- [The problem] Word for word, restate the lines of the data from the first through the one containing "borrows right rows", and nothing else.

- [Given data]
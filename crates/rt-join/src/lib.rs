#![forbid(unsafe_code)]

//! Hash-grouped joins over [`Table`] values.
//!
//! All three operations share the same shape: build a grouping index over the
//! right table keyed by the join-key value, then scan the left table in order,
//! fanning out one merged row per bucket entry. The index borrows right rows
//! and lives only for the duration of one call.

use std::collections::HashMap;

use rt_table::{JoinKey, Row, Table, Value};

#[derive(Debug, Clone, Copy, PartialEq, Eq)]
enum JoinType {
    Inner,
    Left,
}

/// Left join: every left row appears in the output. A left row with N
/// matching right rows produces N merged rows (right fields overlaid, right
/// values winning on collision); an unmatched left row passes through
/// unchanged.
///
/// `right_key` defaults to `left_key` when `None`. An empty right table
/// returns a clone of `left`.
#[must_use]
pub fn left_join(left: &Table, right: &Table, left_key: &str, right_key: Option<&str>) -> Table {
    if right.is_empty() {
        return left.clone();
    }
    hash_join(
        left,
        right,
        left_key,
        right_key.unwrap_or(left_key),
        JoinType::Left,
        None,
    )
}

/// Inner join: like [`left_join`], except unmatched left rows emit nothing.
/// An empty right table returns an empty table.
#[must_use]
pub fn inner_join(left: &Table, right: &Table, left_key: &str, right_key: Option<&str>) -> Table {
    if right.is_empty() {
        return Table::new();
    }
    hash_join(
        left,
        right,
        left_key,
        right_key.unwrap_or(left_key),
        JoinType::Inner,
        None,
    )
}

/// Left join with a per-field overlay filter.
///
/// `filter` receives each (field name, value) of a matched right row and
/// decides whether that field is applied to the merged row; a rejected field
/// leaves the left row's value (if any) untouched. Unmatched left rows pass
/// through unchanged. An empty right table returns a clone of `left` without
/// invoking the filter.
#[must_use]
pub fn filtered_left_join<F>(
    left: &Table,
    right: &Table,
    left_key: &str,
    right_key: Option<&str>,
    mut filter: F,
) -> Table
where
    F: FnMut(&str, &Value) -> bool,
{
    if right.is_empty() {
        return left.clone();
    }
    hash_join(
        left,
        right,
        left_key,
        right_key.unwrap_or(left_key),
        JoinType::Left,
        Some(&mut filter),
    )
}

/// Group right rows by their join-key value, preserving right-table order
/// within each bucket. Rows whose key field is missing or not keyable (null,
/// NaN, nested row/table) are excluded; they can never be matched.
fn build_right_index<'a>(right: &'a Table, right_key: &str) -> HashMap<JoinKey, Vec<&'a Row>> {
    let mut index: HashMap<JoinKey, Vec<&Row>> = HashMap::new();
    for row in right {
        if let Some(key) = row.get(right_key).and_then(Value::join_key) {
            index.entry(key).or_default().push(row);
        }
    }
    index
}

fn estimate_output_rows(
    left: &Table,
    index: &HashMap<JoinKey, Vec<&Row>>,
    left_key: &str,
    join_type: JoinType,
) -> usize {
    left.iter()
        .map(|row| {
            let bucket = row
                .get(left_key)
                .and_then(Value::join_key)
                .and_then(|key| index.get(&key));
            match bucket {
                Some(matches) => matches.len(),
                None if matches!(join_type, JoinType::Left) => 1,
                None => 0,
            }
        })
        .sum()
}

fn hash_join(
    left: &Table,
    right: &Table,
    left_key: &str,
    right_key: &str,
    join_type: JoinType,
    mut filter: Option<&mut dyn FnMut(&str, &Value) -> bool>,
) -> Table {
    let index = build_right_index(right, right_key);
    let mut out = Vec::with_capacity(estimate_output_rows(left, &index, left_key, join_type));

    for row in left {
        let bucket = row
            .get(left_key)
            .and_then(Value::join_key)
            .and_then(|key| index.get(&key));
        match bucket {
            Some(matches) => {
                for matched in matches {
                    let reborrow = filter.as_mut().map(|f| &mut **f as &mut dyn FnMut(&str, &Value) -> bool);
                    out.push(merge_rows(row, matched, reborrow));
                }
            }
            None if matches!(join_type, JoinType::Left) => out.push(row.clone()),
            None => {}
        }
    }

    Table::from_rows(out)
}

/// Clone the left row and overlay the right row's fields through
/// `Row::insert`, so shared fields keep their left position with the right
/// value and new right fields append in right order.
fn merge_rows(
    left: &Row,
    right: &Row,
    mut filter: Option<&mut dyn FnMut(&str, &Value) -> bool>,
) -> Row {
    let mut merged = left.clone();
    for (field, value) in right.iter() {
        let keep = match filter.as_deref_mut() {
            Some(filter) => filter(field, value),
            None => true,
        };
        if keep {
            merged.insert(field.to_owned(), value.clone());
        }
    }
    merged
}
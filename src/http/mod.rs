//! HTTP protocol handling subsystem.
//!
//! # Data Flow
//! ```text
//! TCP connection
//!     → server.rs (Axum setup, static route table)
//!     → request.rs (request ID, tracing span)
//!     → handlers.rs (health report or peer probe)
//!     → JSON response to caller
//! ```

pub mod handlers;
pub mod request;
pub mod server;

pub use request::{UuidRequestId, X_REQUEST_ID};
pub use server::{AppState, MeshServer};
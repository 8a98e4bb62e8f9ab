//! Configuration management subsystem.
//!
//! # Data Flow
//! ```text
//! config file (TOML) or built-in preset (presets.rs)
//!     → loader.rs (parse & deserialize)
//!     → validation.rs (semantic checks)
//!     → MeshConfig (validated, immutable)
//!     → shared via Arc with the HTTP handlers
//! ```
//!
//! # Design Decisions
//! - Config is immutable once loaded; changes require a restart
//! - All fields have defaults to allow minimal configs
//! - Validation separates syntactic (serde) from semantic checks

pub mod loader;
pub mod presets;
pub mod schema;
pub mod validation;

pub use loader::{load_config, ConfigError};
pub use presets::NodePreset;
pub use schema::ClockConfig;
pub use schema::ListenerConfig;
pub use schema::MeshConfig;
pub use schema::NodeConfig;
pub use schema::ObservabilityConfig;
pub use schema::PeerConfig;
pub use schema::ProbeConfig;
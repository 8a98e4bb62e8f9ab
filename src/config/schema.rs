//! Configuration schema definitions.
//!
//! This module defines the complete configuration structure for a mesh node.
//! All types derive Serde traits for deserialization from config files.

use serde::{Deserialize, Serialize};

/// Root configuration for a mesh node.
#[derive(Debug, Clone, Deserialize, Serialize, Default)]
#[serde(default)]
pub struct MeshConfig {
    /// Identity of this node.
    pub node: NodeConfig,

    /// Listener configuration (bind address).
    pub listener: ListenerConfig,

    /// Outbound probe settings.
    pub probe: ProbeConfig,

    /// Regional clock used for health timestamps.
    pub clock: ClockConfig,

    /// Observability settings.
    pub observability: ObservabilityConfig,

    /// Peers this node can probe.
    pub peers: Vec<PeerConfig>,
}

impl MeshConfig {
    /// Route segment for this node (`API2` → `api2`).
    pub fn route_segment(&self) -> String {
        self.node.name.to_lowercase()
    }

    /// Path of the probe route for `peer`, e.g. `/api2/202300653/call-api1`.
    pub fn probe_path(&self, peer: &PeerConfig) -> String {
        format!(
            "/{}/{}/call-{}",
            self.route_segment(),
            self.node.owner_id,
            peer.route_segment()
        )
    }
}

/// Node identity.
#[derive(Debug, Clone, Deserialize, Serialize)]
#[serde(default)]
pub struct NodeConfig {
    /// Node name (e.g., "API1"). Its lowercase form is the route prefix.
    pub name: String,

    /// Machine identifier reported as `vm`.
    pub vm: String,

    /// Owner identifier reported as `carnet` in every response.
    pub owner_id: String,
}

impl Default for NodeConfig {
    fn default() -> Self {
        Self {
            name: "API1".to_string(),
            vm: "1".to_string(),
            owner_id: "202300653".to_string(),
        }
    }
}

/// Listener configuration.
#[derive(Debug, Clone, Deserialize, Serialize)]
#[serde(default)]
pub struct ListenerConfig {
    /// Bind address (e.g., "0.0.0.0:8080").
    pub bind_address: String,
}

impl Default for ListenerConfig {
    fn default() -> Self {
        Self {
            bind_address: "0.0.0.0:8080".to_string(),
        }
    }
}

/// Outbound probe configuration.
#[derive(Debug, Clone, Deserialize, Serialize)]
#[serde(default)]
pub struct ProbeConfig {
    /// Ceiling for a whole probe (connect, headers and body) in seconds.
    pub timeout_secs: u64,

    /// Path requested on the peer.
    pub path: String,

    /// Largest peer body that will be decoded.
    pub max_body_bytes: usize,
}

impl Default for ProbeConfig {
    fn default() -> Self {
        Self {
            timeout_secs: 3,
            path: "/health".to_string(),
            max_body_bytes: 64 * 1024,
        }
    }
}

/// Regional clock configuration.
#[derive(Debug, Clone, Deserialize, Serialize)]
#[serde(default)]
pub struct ClockConfig {
    /// IANA time zone name.
    pub timezone: String,
}

impl Default for ClockConfig {
    fn default() -> Self {
        Self {
            timezone: "America/Guatemala".to_string(),
        }
    }
}

/// Observability configuration.
#[derive(Debug, Clone, Deserialize, Serialize)]
#[serde(default)]
pub struct ObservabilityConfig {
    /// Log output format: "pretty" or "json".
    pub log_format: String,

    /// Enable the Prometheus exporter.
    pub metrics_enabled: bool,

    /// Address the exporter listens on.
    pub metrics_address: String,
}

impl Default for ObservabilityConfig {
    fn default() -> Self {
        Self {
            log_format: "pretty".to_string(),
            metrics_enabled: false,
            metrics_address: "0.0.0.0:9090".to_string(),
        }
    }
}

/// A peer reachable from this node.
#[derive(Debug, Clone, Deserialize, Serialize)]
pub struct PeerConfig {
    /// Peer name (e.g., "API3"), reported as `apiname`.
    pub name: String,

    /// Machine the peer runs on, used in report messages.
    pub vm: String,

    /// Peer address as `host:port`.
    pub address: String,

    /// Environment variable that, when set and non-empty, replaces the host part.
    #[serde(default)]
    pub host_env: Option<String>,
}

impl PeerConfig {
    /// Route segment for this peer (`API3` → `api3`).
    pub fn route_segment(&self) -> String {
        self.name.to_lowercase()
    }

    /// Address after applying the host override, if any.
    pub fn resolved_address(&self) -> String {
        let host = self
            .host_env
            .as_deref()
            .and_then(|key| std::env::var(key).ok())
            .filter(|v| !v.is_empty());

        match host {
            Some(host) => match self.address.rsplit_once(':') {
                Some((_, port)) => format!("{}:{}", host, port),
                None => host,
            },
            None => self.address.clone(),
        }
    }
}

#[cfg(test)]
mod tests {
    use super::*;

    fn peer(address: &str, host_env: Option<&str>) -> PeerConfig {
        PeerConfig {
            name: "API3".into(),
            vm: "2".into(),
            address: address.into(),
            host_env: host_env.map(Into::into),
        }
    }

    #[test]
    fn probe_path_uses_lowercase_names() {
        let config = MeshConfig::default();
        let p = peer("localhost:8083", None);
        assert_eq!(config.probe_path(&p), "/api1/202300653/call-api3");
    }

    #[test]
    fn host_override_keeps_port() {
        std::env::set_var("MESH_TEST_HOST_OVERRIDE", "10.0.0.7");
        let p = peer("localhost:8083", Some("MESH_TEST_HOST_OVERRIDE"));
        assert_eq!(p.resolved_address(), "10.0.0.7:8083");
    }

    #[test]
    fn empty_override_is_ignored() {
        std::env::set_var("MESH_TEST_HOST_EMPTY", "");
        let p = peer("localhost:8083", Some("MESH_TEST_HOST_EMPTY"));
        assert_eq!(p.resolved_address(), "localhost:8083");

        let unset = peer("localhost:8083", Some("MESH_TEST_HOST_NEVER_SET"));
        assert_eq!(unset.resolved_address(), "localhost:8083");
    }

    #[test]
    fn partial_toml_falls_back_to_defaults() {
        let config: MeshConfig = toml::from_str(
            r#"
            [node]
            name = "API2"

            [[peers]]
            name = "API1"
            vm = "1"
            address = "localhost:8080"
            "#,
        )
        .unwrap();

        assert_eq!(config.node.name, "API2");
        assert_eq!(config.node.owner_id, "202300653");
        assert_eq!(config.probe.timeout_secs, 3);
        assert_eq!(config.clock.timezone, "America/Guatemala");
        assert_eq!(config.peers.len(), 1);
        assert!(config.peers[0].host_env.is_none());
    }
}
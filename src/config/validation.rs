//! Configuration validation.
//!
//! # Responsibilities
//! - Semantic validation (serde handles syntactic)
//! - Check that every name used as a route segment is path-safe
//! - Validate value ranges (timeouts > 0, addresses parse)
//! - Detect duplicate or self-referencing peers
//!
//! # Design Decisions
//! - Returns all validation errors, not just first
//! - Validation is pure function: MeshConfig → Result<(), Vec<ValidationError>>
//! - Runs before config is accepted into the system

use std::collections::HashSet;
use std::net::SocketAddr;

use thiserror::Error;

use crate::config::schema::MeshConfig;

/// A single semantic problem in a configuration.
#[derive(Debug, Clone, PartialEq, Eq, Error)]
pub enum ValidationError {
    #[error("{field} must not be empty")]
    Empty { field: &'static str },

    #[error("{field} '{value}' may only contain ASCII letters, digits, '.', '_', '~' and '-'")]
    NotPathSafe { field: &'static str, value: String },

    #[error("probe.timeout_secs must be greater than zero")]
    ZeroTimeout,

    #[error("probe.path '{0}' must start with '/'")]
    RelativeProbePath(String),

    #[error("{field} '{value}' is not a valid socket address")]
    BadSocketAddr { field: &'static str, value: String },

    #[error("duplicate peer '{0}'")]
    DuplicatePeer(String),

    #[error("peer '{0}' has the same name as this node")]
    PeerIsSelf(String),

    #[error("observability.log_format '{0}' must be 'pretty' or 'json'")]
    UnknownLogFormat(String),
}

/// Validate a configuration, collecting every problem found.
pub fn validate_config(config: &MeshConfig) -> Result<(), Vec<ValidationError>> {
    let mut errors = Vec::new();

    check_segment(&mut errors, "node.name", &config.node.name);
    check_segment(&mut errors, "node.owner_id", &config.node.owner_id);

    if config.listener.bind_address.parse::<SocketAddr>().is_err() {
        errors.push(ValidationError::BadSocketAddr {
            field: "listener.bind_address",
            value: config.listener.bind_address.clone(),
        });
    }

    if config.probe.timeout_secs == 0 {
        errors.push(ValidationError::ZeroTimeout);
    }
    if !config.probe.path.starts_with('/') {
        errors.push(ValidationError::RelativeProbePath(config.probe.path.clone()));
    }

    if config.clock.timezone.is_empty() {
        errors.push(ValidationError::Empty { field: "clock.timezone" });
    }

    match config.observability.log_format.as_str() {
        "pretty" | "json" => {}
        other => errors.push(ValidationError::UnknownLogFormat(other.to_string())),
    }
    if config.observability.metrics_enabled
        && config.observability.metrics_address.parse::<SocketAddr>().is_err()
    {
        errors.push(ValidationError::BadSocketAddr {
            field: "observability.metrics_address",
            value: config.observability.metrics_address.clone(),
        });
    }

    let mut seen = HashSet::new();
    for peer in &config.peers {
        check_segment(&mut errors, "peers.name", &peer.name);
        if peer.address.is_empty() {
            errors.push(ValidationError::Empty { field: "peers.address" });
        }
        if peer.route_segment() == config.route_segment() {
            errors.push(ValidationError::PeerIsSelf(peer.name.clone()));
        }
        if !seen.insert(peer.route_segment()) {
            errors.push(ValidationError::DuplicatePeer(peer.name.clone()));
        }
    }

    if errors.is_empty() {
        Ok(())
    } else {
        Err(errors)
    }
}

fn check_segment(errors: &mut Vec<ValidationError>, field: &'static str, value: &str) {
    if value.is_empty() {
        errors.push(ValidationError::Empty { field });
    } else if !value.chars().all(is_route_char) {
        errors.push(ValidationError::NotPathSafe {
            field,
            value: value.to_string(),
        });
    }
}

/// Unreserved URI characters: matched literally by the router, never percent-encoded.
fn is_route_char(c: char) -> bool {
    c.is_ascii_alphanumeric() || matches!(c, '.' | '_' | '~' | '-')
}
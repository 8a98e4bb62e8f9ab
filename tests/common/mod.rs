//! Shared utilities for integration tests.

use std::net::SocketAddr;
use std::time::Duration;

use health_mesh::config::{MeshConfig, PeerConfig};
use health_mesh::health::RegionalClock;
use health_mesh::{MeshServer, Shutdown};
use tokio::io::{AsyncReadExt, AsyncWriteExt};
use tokio::net::{TcpListener, TcpStream};

pub const OWNER: &str = "202300653";

/// Read until the end of the request head so the client is never reset mid-write.
#[allow(dead_code)]
async fn read_request_head(socket: &mut TcpStream) {
    let mut buf = Vec::with_capacity(1024);
    let mut chunk = [0u8; 512];
    loop {
        match socket.read(&mut chunk).await {
            Ok(0) | Err(_) => return,
            Ok(n) => {
                buf.extend_from_slice(&chunk[..n]);
                if buf.windows(4).any(|w| w == b"\r\n\r\n") {
                    return;
                }
            }
        }
    }
}

/// Start a mock peer that answers every request with `status` and `body`.
#[allow(dead_code)]
pub async fn start_mock_peer(status: u16, body: &'static str) -> SocketAddr {
    let listener = TcpListener::bind("127.0.0.1:0").await.unwrap();
    let addr = listener.local_addr().unwrap();

    tokio::spawn(async move {
        loop {
            match listener.accept().await {
                Ok((mut socket, _)) => {
                    tokio::spawn(async move {
                        read_request_head(&mut socket).await;
                        let status_text = match status {
                            200 => "200 OK",
                            204 => "204 No Content",
                            404 => "404 Not Found",
                            500 => "500 Internal Server Error",
                            503 => "503 Service Unavailable",
                            _ => "200 OK",
                        };
                        let response = format!(
                            "HTTP/1.1 {}\r\nContent-Type: application/json\r\nContent-Length: {}\r\nConnection: close\r\n\r\n{}",
                            status_text,
                            body.len(),
                            body
                        );
                        let _ = socket.write_all(response.as_bytes()).await;
                        let _ = socket.shutdown().await;
                    });
                }
                Err(_) => break,
            }
        }
    });

    addr
}

/// Start a peer that accepts connections and never answers.
#[allow(dead_code)]
pub async fn start_silent_peer() -> SocketAddr {
    let listener = TcpListener::bind("127.0.0.1:0").await.unwrap();
    let addr = listener.local_addr().unwrap();

    tokio::spawn(async move {
        let mut held = Vec::new();
        while let Ok((socket, _)) = listener.accept().await {
            held.push(socket);
        }
    });

    addr
}

/// An address with nothing listening on it.
#[allow(dead_code)]
pub fn closed_port() -> SocketAddr {
    let listener = std::net::TcpListener::bind("127.0.0.1:0").unwrap();
    let addr = listener.local_addr().unwrap();
    drop(listener);
    addr
}

pub fn peer(name: &str, vm: &str, addr: SocketAddr) -> PeerConfig {
    PeerConfig {
        name: name.to_string(),
        vm: vm.to_string(),
        address: addr.to_string(),
        host_env: None,
    }
}

pub fn node_config(name: &str, vm: &str, peers: Vec<PeerConfig>) -> MeshConfig {
    let mut config = MeshConfig::default();
    config.node.name = name.to_string();
    config.node.vm = vm.to_string();
    config.listener.bind_address = "127.0.0.1:0".to_string();
    config.peers = peers;
    config
}

/// Serve `config` on an already-bound listener.
pub async fn serve_on(listener: TcpListener, config: MeshConfig, shutdown: &Shutdown) {
    let clock = RegionalClock::load(&config.clock.timezone).unwrap();
    let server = MeshServer::new(config, clock);
    let server_shutdown = shutdown.subscribe();

    tokio::spawn(async move {
        let _ = server.run(listener, server_shutdown).await;
    });

    tokio::time::sleep(Duration::from_millis(50)).await;
}

/// Bind an ephemeral port and serve `config` on it.
pub async fn start_node(config: MeshConfig, shutdown: &Shutdown) -> SocketAddr {
    let listener = TcpListener::bind("127.0.0.1:0").await.unwrap();
    let addr = listener.local_addr().unwrap();
    serve_on(listener, config, shutdown).await;
    addr
}

pub fn client() -> reqwest::Client {
    reqwest::Client::builder()
        .no_proxy()
        .timeout(Duration::from_secs(10))
        .build()
        .unwrap()
}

- [Exercise response]
filename crates/rt-join/src/lib.rs
#![forbid(unsafe_code)]

//! Hash-grouped joins over [`Table`] values.
//!
//! All three operations share the same shape: build a grouping index over the
//! right table keyed by the join-key value, then scan the left table in order,
//! fanning out one merged row per bucket entry. The index borrows right rows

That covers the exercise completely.